(Record set Opens)
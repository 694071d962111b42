//! Ledger JSON → Rust.
//!
//! Only the fields the gate reads are deserialized; everything else in a
//! rippled response is ignored.

use serde::Deserialize;
use serde_json::Value;

use crate::types::{parse_amount, parse_value, AccountState, BookOffer, SniperError, TrustLine};

// ---------------------------------------------------------------------------
// Response shapes
// ---------------------------------------------------------------------------

#[derive(Debug, Deserialize)]
struct AccountInfoResult {
    account_data: AccountRoot,
}

#[derive(Debug, Deserialize)]
#[serde(rename_all = "PascalCase")]
struct AccountRoot {
    #[serde(default)]
    flags: u32,
    #[serde(default)]
    regular_key: Option<String>,
}

#[derive(Debug, Deserialize)]
struct BookOffersResult {
    #[serde(default)]
    offers: Vec<RawOffer>,
}

#[derive(Debug, Deserialize)]
#[serde(rename_all = "PascalCase")]
struct RawOffer {
    account: String,
    taker_gets: Value,
}

#[derive(Debug, Deserialize)]
struct AccountLinesResult {
    #[serde(default)]
    lines: Vec<RawLine>,
}

#[derive(Debug, Deserialize)]
struct RawLine {
    currency: String,
    balance: String,
}

#[derive(Debug, Deserialize)]
struct LedgerDataResult {
    #[serde(default)]
    state: Vec<Value>,
}

fn decode<T: serde::de::DeserializeOwned>(command: &str, result: Value) -> Result<T, SniperError> {
    serde_json::from_value(result)
        .map_err(|e| SniperError::rpc(command, format!("unexpected response shape: {e}")))
}

// ---------------------------------------------------------------------------
// Decoders
// ---------------------------------------------------------------------------

/// `account_info` → issuer control configuration.
pub fn account_state(result: Value) -> Result<AccountState, SniperError> {
    let info: AccountInfoResult = decode("account_info", result)?;
    Ok(AccountState::from_flags(
        info.account_data.flags,
        info.account_data.regular_key,
    ))
}

/// `book_offers` → counterparty and offered size of every offer.
pub fn book_offers(result: Value) -> Result<Vec<BookOffer>, SniperError> {
    let book: BookOffersResult = decode("book_offers", result)?;
    book.offers
        .into_iter()
        .map(|offer| {
            let size = parse_amount(&offer.taker_gets)
                .map_err(|e| SniperError::rpc("book_offers", e.to_string()))?;
            Ok(BookOffer {
                account: offer.account,
                size,
            })
        })
        .collect()
}

/// `account_lines` → currency and balance of every line, in ledger order.
pub fn trust_lines(result: Value) -> Result<Vec<TrustLine>, SniperError> {
    let lines: AccountLinesResult = decode("account_lines", result)?;
    lines
        .lines
        .into_iter()
        .map(|line| {
            let balance = parse_value(&line.balance)
                .map_err(|e| SniperError::rpc("account_lines", e.to_string()))?;
            Ok(TrustLine {
                currency: line.currency,
                balance,
            })
        })
        .collect()
}

/// `ledger_data` → raw state entries.
pub fn ledger_state(result: Value) -> Result<Vec<Value>, SniperError> {
    let data: LedgerDataResult = decode("ledger_data", result)?;
    Ok(data.state)
}
use cid::Cid;
use dealmarket_types::ChainEpoch;
use fvm_ipld_amt::Error as AmtError;
use thiserror::Error;

/// Queue failures. Array failures are wrapped with the operation and epoch
/// that hit them; the underlying error stays reachable via `source()` and
/// [`QueueError::store_error`].
#[derive(Debug, Error)]
pub enum QueueError {
    #[error("failed to load epoch queue {root}: {source}")]
    Load {
        root: Cid,
        #[source]
        source: AmtError,
    },

    #[error("failed to lookup queue epoch {epoch}: {source}")]
    Lookup {
        epoch: ChainEpoch,
        #[source]
        source: AmtError,
    },

    #[error("failed to set queue epoch {epoch}: {source}")]
    Set {
        epoch: ChainEpoch,
        #[source]
        source: AmtError,
    },

    #[error("failed to iterate queue: {0}")]
    Iterate(#[source] AmtError),

    #[error("failed to delete popped epochs {epochs:?}: {source}")]
    Delete {
        epochs: Vec<ChainEpoch>,
        #[source]
        source: AmtError,
    },

    #[error("failed to flush epoch queue: {0}")]
    Flush(#[source] AmtError),

    #[error("queue root counts {count} epochs but {found} are due")]
    CountMismatch { count: u64, found: u64 },

    #[error("Invalid epoch: {0}")]
    InvalidEpoch(ChainEpoch),

    #[error("key out of range for a key set")]
    KeyOutOfRange,
}

impl QueueError {
    /// The array failure behind this error, if any
    pub fn store_error(&self) -> Option<&AmtError> {
        match self {
            QueueError::Load { source, .. }
            | QueueError::Lookup { source, .. }
            | QueueError::Set { source, .. }
            | QueueError::Delete { source, .. } => Some(source),
            QueueError::Iterate(source) | QueueError::Flush(source) => Some(source),
            QueueError::CountMismatch { .. }
            | QueueError::InvalidEpoch(_)
            | QueueError::KeyOutOfRange => None,
        }
    }
}

pub type Result<T> = std::result::Result<T, QueueError>;
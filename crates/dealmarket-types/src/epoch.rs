pub use fvm_shared::clock::ChainEpoch;

/// Filecoin epoch duration in seconds (no longer exported by fvm_shared 4.x)
pub const EPOCH_DURATION_SECONDS: ChainEpoch = 30;

pub const SECONDS_IN_DAY: i64 = 86_400;

/// Number of epochs in a day (2880 at 30s epochs)
pub const EPOCHS_IN_DAY: ChainEpoch = SECONDS_IN_DAY / EPOCH_DURATION_SECONDS;
use dealmarket_types::{
    ChainEpoch, DealProposal, DealWeight, PaddedPieceSize, StoragePower, TokenAmount,
};
use num_bigint::BigInt;
use num_traits::{Signed, Zero};

use crate::config::PolicyConfig;
use crate::error::{PolicyError, Result};

/// Epochs between scheduled updates of an active deal
pub const DEAL_UPDATES_INTERVAL: ChainEpoch = 100;

/// Inclusive range returned by the bound functions. `min <= max` holds for
/// every value the policy produces.
#[derive(Debug, Clone, PartialEq, Eq)]
pub struct Bounds<T> {
    pub min: T,
    pub max: T,
}

impl<T: PartialOrd> Bounds<T> {
    pub fn new(min: T, max: T) -> Self {
        Bounds { min, max }
    }

    pub fn contains(&self, value: &T) -> bool {
        self.min <= *value && *value <= self.max
    }
}

/// Market policy for deal durations, prices, collateral and weight.
/// Holds a config that passed [`PolicyConfig::validate`].
#[derive(Debug, Clone, Default)]
pub struct MarketPolicy {
    config: PolicyConfig,
}

impl MarketPolicy {
    pub fn new(config: PolicyConfig) -> Result<Self> {
        config.validate()?;
        Ok(MarketPolicy { config })
    }

    pub fn with_defaults() -> Self {
        MarketPolicy {
            config: PolicyConfig::default(),
        }
    }

    pub fn config(&self) -> &PolicyConfig {
        &self.config
    }

    /// Allowed deal duration in epochs. The piece size does not affect the
    /// current window.
    pub fn deal_duration_bounds(&self, _piece_size: PaddedPieceSize) -> Bounds<ChainEpoch> {
        let day = self.config.epochs_in_day;
        Bounds::new(
            self.config.min_deal_duration_days * day,
            self.config.max_deal_duration_days * day,
        )
    }

    /// Allowed storage price per epoch. Provisional: spans zero to the total
    /// supply regardless of inputs.
    pub fn deal_price_per_epoch_bounds(
        &self,
        _piece_size: PaddedPieceSize,
        _duration: ChainEpoch,
    ) -> Bounds<TokenAmount> {
        Bounds::new(TokenAmount::zero(), self.config.total_supply.clone())
    }

    /// Provider collateral range for a deal.
    ///
    /// The minimum is the deal's share of network power applied to a fixed
    /// share of circulating supply:
    ///
    /// ```text
    /// min = num × supply × qa / (denom × max(network_qa, baseline, qa))
    /// ```
    ///
    /// Fails with [`PolicyError::ZeroPowerDenominator`] when all three
    /// powers are zero. The maximum is provisionally the total supply.
    pub fn deal_provider_collateral_bounds(
        &self,
        piece_size: PaddedPieceSize,
        verified: bool,
        network_qa_power: &StoragePower,
        baseline_power: &StoragePower,
        network_circulating_supply: &TokenAmount,
    ) -> Result<Bounds<TokenAmount>> {
        let qa_power = self.deal_qa_power(piece_size, verified);
        let power_share_denom = network_qa_power.max(baseline_power).max(&qa_power);
        if !power_share_denom.is_positive() {
            return Err(PolicyError::ZeroPowerDenominator);
        }

        let lock_target_num = BigInt::from(self.config.provider_collateral_percent_num)
            * network_circulating_supply.atto();
        let lock_target_denom = BigInt::from(self.config.provider_collateral_percent_denom);

        let min = (lock_target_num * &qa_power) / (lock_target_denom * power_share_denom);
        Ok(Bounds::new(
            TokenAmount::from_atto(min),
            self.config.total_supply.clone(),
        ))
    }

    /// Client collateral range. Provisional: unconstrained up to the total
    /// supply.
    pub fn deal_client_collateral_bounds(
        &self,
        _piece_size: PaddedPieceSize,
        _duration: ChainEpoch,
    ) -> Bounds<TokenAmount> {
        Bounds::new(TokenAmount::zero(), self.config.total_supply.clone())
    }

    /// Space-time weight: `duration × piece_size`
    pub fn deal_weight(&self, piece_size: PaddedPieceSize, duration: ChainEpoch) -> DealWeight {
        BigInt::from(duration) * BigInt::from(piece_size.0)
    }

    pub fn deal_weight_for(&self, proposal: &DealProposal) -> DealWeight {
        self.deal_weight(proposal.piece_size, proposal.duration())
    }

    /// Quality-adjusted power of a piece.
    ///
    /// Fixed point: the multiplier is scaled up by the precision shift,
    /// divided by the base, applied to the size and only then scaled down.
    pub fn deal_qa_power(&self, piece_size: PaddedPieceSize, verified: bool) -> StoragePower {
        let multiplier = if verified {
            self.config.verified_deal_weight_multiplier
        } else {
            self.config.deal_weight_multiplier
        };
        let precision = self.config.sector_quality_precision as usize;

        let scaled_quality =
            (BigInt::from(multiplier) << precision) / BigInt::from(self.config.quality_base_multiplier);
        (scaled_quality * BigInt::from(piece_size.0)) >> precision
    }

    /// Penalty for a deal that missed activation. Provisional: forfeits the
    /// whole provider collateral.
    pub fn collateral_penalty_for_deal_activation_missed(
        &self,
        provider_collateral: &TokenAmount,
    ) -> TokenAmount {
        provider_collateral.clone()
    }
}
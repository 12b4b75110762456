use thiserror::Error;

/// Policy errors
#[derive(Debug, Clone, PartialEq, Eq, Error)]
pub enum PolicyError {
    #[error("Power share denominator is zero (zero-size piece with no network or baseline power)")]
    ZeroPowerDenominator,

    #[error("Invalid policy config: {0}")]
    InvalidConfig(String),

    #[error("Serialization error: {0}")]
    Serialization(String),
}

impl From<serde_json::Error> for PolicyError {
    fn from(err: serde_json::Error) -> Self {
        PolicyError::Serialization(err.to_string())
    }
}

pub type Result<T> = std::result::Result<T, PolicyError>;
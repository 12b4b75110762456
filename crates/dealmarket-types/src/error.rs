use thiserror::Error;

#[derive(Debug, Clone, PartialEq, Eq, Error)]
pub enum TypesError {
    #[error("Invalid amount: {0}")]
    InvalidAmount(String),
}

pub type Result<T> = std::result::Result<T, TypesError>;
(Record set Closes)
§ Directions for this task: Exactly one number is the answer: how many lines of the entries contain the string "impl".

§ Written answer: 4